# Possible of getting sub-3.5 average for 2x2 using ORTEGA Method?



## CubeX (Oct 16, 2010)

Hey guys,

I was just wondering if it is possibly to average sub-3.5 (ORTEGA Method), as i currently average 3.92 seconds using that method?

Average of 5: 3.92


Spoiler



1. (5.82) U2 F' U F' U' R F2 U R' (NL
2. (2.47) U' R' U2 R U' (L) 
3. 3.13 F' U2 F U' F' U F R' U' (L)
4. 3.55 F' U' R2 F2 U' R' F2 R2 U' (L)
5. 5.09 U F2 R' F U F R' U R U' (NL)



Well, not really (really lucky scrambles)

Average of 12: 4.95


Spoiler



1. 5.80 U F2 U' R2 U' R U2 F' U2 (NL)
2. 4.49 R2 U2 R' F2 U R' U' R (NL)
3. 5.96 R' U' R U' F R2 U F' U2 (NL)
4. 4.42 F U R' U2 F U' F2 U' R' (NL)
5. 4.22 F U F U2 F U' R' U2 F (NL)
6. 6.50 F2 U R' F U' F2 R2 (NL)
7. 4.32 U R U2 R2 F R' F' R2 U2 (NL)
8. (DNF) R2 F' U' R2 F R' U' F' (NL)
9. 3.88 U' F' R F2 U' F2 U' R (NL)
10. (3.20) F' U' R2 F U2 F2 R U' (L)
11. 5.03 R2 F2 U F' R2 U2 R' F2 U' (NL)
12. 4.88 F2 U' R' U2 R U F2 U F R (NL)


----------



## Shortey (Oct 16, 2010)

I think Rowan got sub3 with Ortega? Correct me if I'm wrong.


----------



## Owen (Oct 16, 2010)

Yes, Rowan, I think Rowe did too.


----------



## CubeX (Oct 16, 2010)

I think sub-3 is possible, because i just thought of one factor of my crap averages:
TOO much lock-ups.

I could've easily gotten sub-3.5 averages, if i were to use a better cube than a Lan-Lan... well i didn't lubricate it, so that might be another factor...


----------



## Escher (Oct 16, 2010)

Shortey said:


> I think Rowan got sub3 with Ortega? Correct me if I'm wrong.
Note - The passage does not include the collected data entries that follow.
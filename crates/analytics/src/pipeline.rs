//! Hierarchical map-reduce summarization.
//!
//! ```text
//!   dataset ──split──► chunks / months ──map (LLM, bounded fan-out)──► summaries
//!                                                                        │
//!          exact statistics of the enclosing period ──────────────► reduce (LLM)
//! ```
//!
//! Map calls run up to `max_concurrency` at a time and their results are
//! collected in input order, which the fixed quarterly bucketing relies on.
//! The first failed call aborts the whole run; no partial result is returned.

use crate::chunker::{split_by_month, split_even};
use crate::dataset::{Partition, PartitionKey};
use crate::llm::LlmGateway;
use crate::prompts;
use crate::template::Bindings;
use futures::{StreamExt, TryStreamExt, stream};
use salespulse_config::PipelineConfig;
use salespulse_core::Result;
use std::ops::Range;
use tracing::{debug, info};

/// Prefix of every trend response.
pub const TRENDS_PREFIX: &str = "Trends for the time period: ";

pub struct SummaryPipeline {
    gateway: LlmGateway,
    config: PipelineConfig,
}

impl SummaryPipeline {
    pub fn new(gateway: LlmGateway, config: PipelineConfig) -> Self {
        Self { gateway, config }
    }

    pub fn gateway(&self) -> &LlmGateway {
        &self.gateway
    }

    pub fn config(&self) -> &PipelineConfig {
        &self.config
    }

    /// Single-call analysis of one employee's records.
    pub async fn rep_summary(&self, employee_id: i64, records: &Partition<'_>) -> Result<String> {
        let prompt = prompts::REP_ANALYSIS.render(
            &Bindings::new()
                .bind("id", employee_id.to_string())
                .bind("data", records.to_prompt_json()?),
        )?;
        self.call("rep_analysis", records.key(), prompt).await
    }

    /// Team rollup: `team_chunks` map calls, then one reduce call carrying the
    /// statistics of the whole partition.
    pub async fn team_summary(&self, all: &Partition<'_>) -> Result<String> {
        let chunks = split_even(all, self.config.team_chunks);
        info!(
            records = all.len(),
            chunks = chunks.len(),
            "Summarizing team performance"
        );

        let chunk_prompts = chunks
            .iter()
            .map(|chunk| -> Result<(PartitionKey, String)> {
                let prompt = prompts::TEAM_CHUNK
                    .render(&Bindings::new().bind("data", chunk.to_prompt_json()?))?;
                Ok((chunk.key(), prompt))
            })
            .collect::<Result<Vec<_>>>()?;
        let summaries = self.map_stage("team_chunk", chunk_prompts).await?;

        let prompt = prompts::TEAM_REDUCE.render(
            &Bindings::new()
                .bind("employee_summaries", join_chunk_summaries(&summaries))
                .bind("chunk_count", chunks.len().to_string())
                .bind("stats", all.describe_with_sum()?.to_prompt_json()),
        )?;
        self.call("team_reduce", all.key(), prompt).await
    }

    /// One summary per calendar month, in month order.
    pub async fn monthly_summaries(&self, all: &Partition<'_>) -> Result<Vec<String>> {
        let months = self.months(all)?;
        self.summarize_months(&months).await
    }

    /// `"Trends for the time period: "` followed by the monthly summaries
    /// separated by blank lines.
    pub async fn monthly_trends(&self, all: &Partition<'_>) -> Result<String> {
        let summaries = self.monthly_summaries(all).await?;
        Ok(format!("{TRENDS_PREFIX}{}", summaries.join("\n\n")))
    }

    /// Monthly summaries bucketed into fixed-size quarters, one reduce call per
    /// bucket. Buckets follow month order, not calendar quarters.
    pub async fn quarterly_summaries(&self, all: &Partition<'_>) -> Result<Vec<String>> {
        let months = self.months(all)?;
        let summaries = self.summarize_months(&months).await?;
        let base = self.without_identifier(all);

        let buckets = quarter_buckets(
            months.len(),
            self.config.quarter_size,
            self.config.quarter_count,
        );
        info!(
            months = months.len(),
            quarters = buckets.len(),
            "Summarizing quarters"
        );

        let quarter_prompts = buckets
            .into_iter()
            .enumerate()
            .map(|(q, range)| -> Result<(PartitionKey, String)> {
                let quarter = base.concat(PartitionKey::Quarter(q), &months[range.clone()])?;
                let prompt = prompts::QUARTERLY_REDUCE.render(
                    &Bindings::new()
                        .bind("monthly_data", summaries[range].join("\n"))
                        .bind("stats", quarter.describe_with_sum()?.to_prompt_json()),
                )?;
                Ok((quarter.key(), prompt))
            })
            .collect::<Result<Vec<_>>>()?;

        self.map_stage("quarterly_reduce", quarter_prompts).await
    }

    /// `"Trends for the time period: "` followed by `"\n\n<summary>"` per quarter.
    pub async fn quarterly_trends(&self, all: &Partition<'_>) -> Result<String> {
        let quarters = self.quarterly_summaries(all).await?;
        let body: String = quarters.iter().map(|q| format!("\n\n{q}")).collect();
        Ok(format!("{TRENDS_PREFIX}{body}"))
    }

    fn without_identifier<'a>(&self, all: &Partition<'a>) -> Partition<'a> {
        all.clone().drop_column(all.identifier_column())
    }

    fn months<'a>(&self, all: &Partition<'a>) -> Result<Vec<Partition<'a>>> {
        Ok(split_by_month(
            &self.without_identifier(all),
            self.config.month_order,
        )?)
    }

    async fn summarize_months(&self, months: &[Partition<'_>]) -> Result<Vec<String>> {
        info!(months = months.len(), "Summarizing months");
        let month_prompts = months
            .iter()
            .map(|month| -> Result<(PartitionKey, String)> {
                let prompt = prompts::MONTHLY_TREND.render(
                    &Bindings::new()
                        .bind("period", month.key().to_string())
                        .bind("data", month.to_prompt_json()?)
                        .bind("stats", month.describe_with_sum()?.to_prompt_json()),
                )?;
                Ok((month.key(), prompt))
            })
            .collect::<Result<Vec<_>>>()?;
        self.map_stage("monthly_trend", month_prompts).await
    }

    /// Run independent calls with bounded fan-out; output order matches input.
    async fn map_stage(
        &self,
        stage: &'static str,
        calls: Vec<(PartitionKey, String)>,
    ) -> Result<Vec<String>> {
        let width = self.config.max_concurrency.max(1);
        stream::iter(calls)
            .map(|(key, prompt)| self.call(stage, key, prompt))
            .buffered(width)
            .try_collect()
            .await
    }

    async fn call(&self, stage: &'static str, key: PartitionKey, prompt: String) -> Result<String> {
        debug!(stage, partition = %key, prompt_len = prompt.len(), "LLM call");
        Ok(self.gateway.invoke(&prompt).await?)
    }
}

/// `"Summary:\n<text>\n\n"` per chunk summary, concatenated.
pub fn join_chunk_summaries(summaries: &[String]) -> String {
    summaries
        .iter()
        .map(|s| format!("Summary:\n{s}\n\n"))
        .collect()
}

/// Index ranges of `count` consecutive buckets of `size` items over `len`
/// items. The last bucket extends to the end; buckets past the data are empty.
pub fn quarter_buckets(len: usize, size: usize, count: usize) -> Vec<Range<usize>> {
    (0..count)
        .map(|q| {
            let start = (q * size).min(len);
            let end = if q + 1 == count {
                len
            } else {
                ((q + 1) * size).min(len)
            };
            start..end
        })
        .collect()
}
Yup, high 2 avg of 12, and I think my PB avg100 was about 3.4. They were both with keyboard though, so it doesn't really count.

Not sure about Rowe.

Pretty much any 2x2 method that allows solutions of at least 15-17 moves on average can be sub 3ed.


----------



## Rpotts (Oct 17, 2010)

Escher said:


> They were both with keyboard though, so it doesn't really count.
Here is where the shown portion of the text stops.